The indictment is the opposite: If we do not love, we do not know God. Our words don’t matter. Our tenets of belief are beside the point. If we do not love others, we are estranged from God.
But love is not so simple. It rarely is the case that we love or we don’t love. Our love is all mixed up. We love some people, but some we do not. We can be deeply in love one day, and infuriated the next. Sometimes we simply don’t care about someone. Sometimes we hate.
This means that at times we know God, and at other times we do not. Our love is not constant.
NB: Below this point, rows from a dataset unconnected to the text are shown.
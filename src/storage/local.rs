// LocalStorage: fund CSV files in a directory on disk.

use std::path::PathBuf;

use anyhow::{Context, Result};
use async_trait::async_trait;

use super::traits::{FundStorage, StorageInfo};
use super::validate_filename;

pub struct LocalStorage {
    data_dir: PathBuf,
}

impl LocalStorage {
    pub fn new(data_dir: impl Into<PathBuf>) -> Self {
        Self {
            data_dir: data_dir.into(),
        }
    }

    fn path_for(&self, filename: &str) -> Result<PathBuf> {
        validate_filename(filename)?;
        Ok(self.data_dir.join(filename))
    }
}

#[async_trait]
impl FundStorage for LocalStorage {
    async fn list(&self) -> Result<Vec<String>> {
        // A data directory that doesn't exist yet just has no funds.
        if !tokio::fs::try_exists(&self.data_dir).await.unwrap_or(false) {
            return Ok(Vec::new());
        }

        let mut entries = tokio::fs::read_dir(&self.data_dir)
            .await
            .with_context(|| format!("Failed to list {}", self.data_dir.display()))?;

        let mut files = Vec::new();
        while let Some(entry) = entries.next_entry().await? {
            if let Some(name) = entry.file_name().to_str() {
                if name.ends_with(".csv") {
                    files.push(name.to_string());
                }
            }
        }
        files.sort();
        Ok(files)
    }

    async fn read(&self, filename: &str) -> Result<String> {
        let path = self.path_for(filename)?;
        tokio::fs::read_to_string(&path)
            .await
            .with_context(|| format!("Failed to read {}", path.display()))
    }

    async fn save(&self, filename: &str, content: &[u8]) -> Result<()> {
        let path = self.path_for(filename)?;
        tokio::fs::create_dir_all(&self.data_dir)
            .await
            .with_context(|| format!("Failed to create {}", self.data_dir.display()))?;
        tokio::fs::write(&path, content)
            .await
            .with_context(|| format!("Failed to write {}", path.display()))
    }

    async fn delete(&self, filename: &str) -> Result<()> {
        let path = self.path_for(filename)?;
        tokio::fs::remove_file(&path)
            .await
            .with_context(|| format!("Failed to delete {}", path.display()))
    }

    fn info(&self) -> StorageInfo {
        StorageInfo {
            storage_type: "local".to_string(),
            is_local: true,
            is_blob: false,
            data_dir: Some(self.data_dir.display().to_string()),
            has_blob_token: None,
        }
    }
}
It varies, and our knowledge of God varies with it. If we choose indifference, or if we choose hate, we turn our backs on the God we claim to know.
When I was in college, the novel Love Story appeared on the bestsellers’ list. It was quickly followed by a movie and then a hit song. In the novel (and the movie) one of the principal characters said, “Love means never having to say you’re sorry.” That is nonsense. Our loving is so variable, and can be so hurtful, that we often must apologize. Our thoughtlessness, our anger, our jealousies, our carelessness wound those we love. We often must say that we are sorry. We probably do not say it often enough.
We must also say it to God. Our failures of love are sinful and we must repent. These are the times when we most need the assurance that God is love. Our repentance, difficult as it can be, is not futile. God’s love comes to us as forgiveness. Our hearts often condemn us, and we writhe in shame and remorse. But the author of this letter assures us: God is greater than our hearts.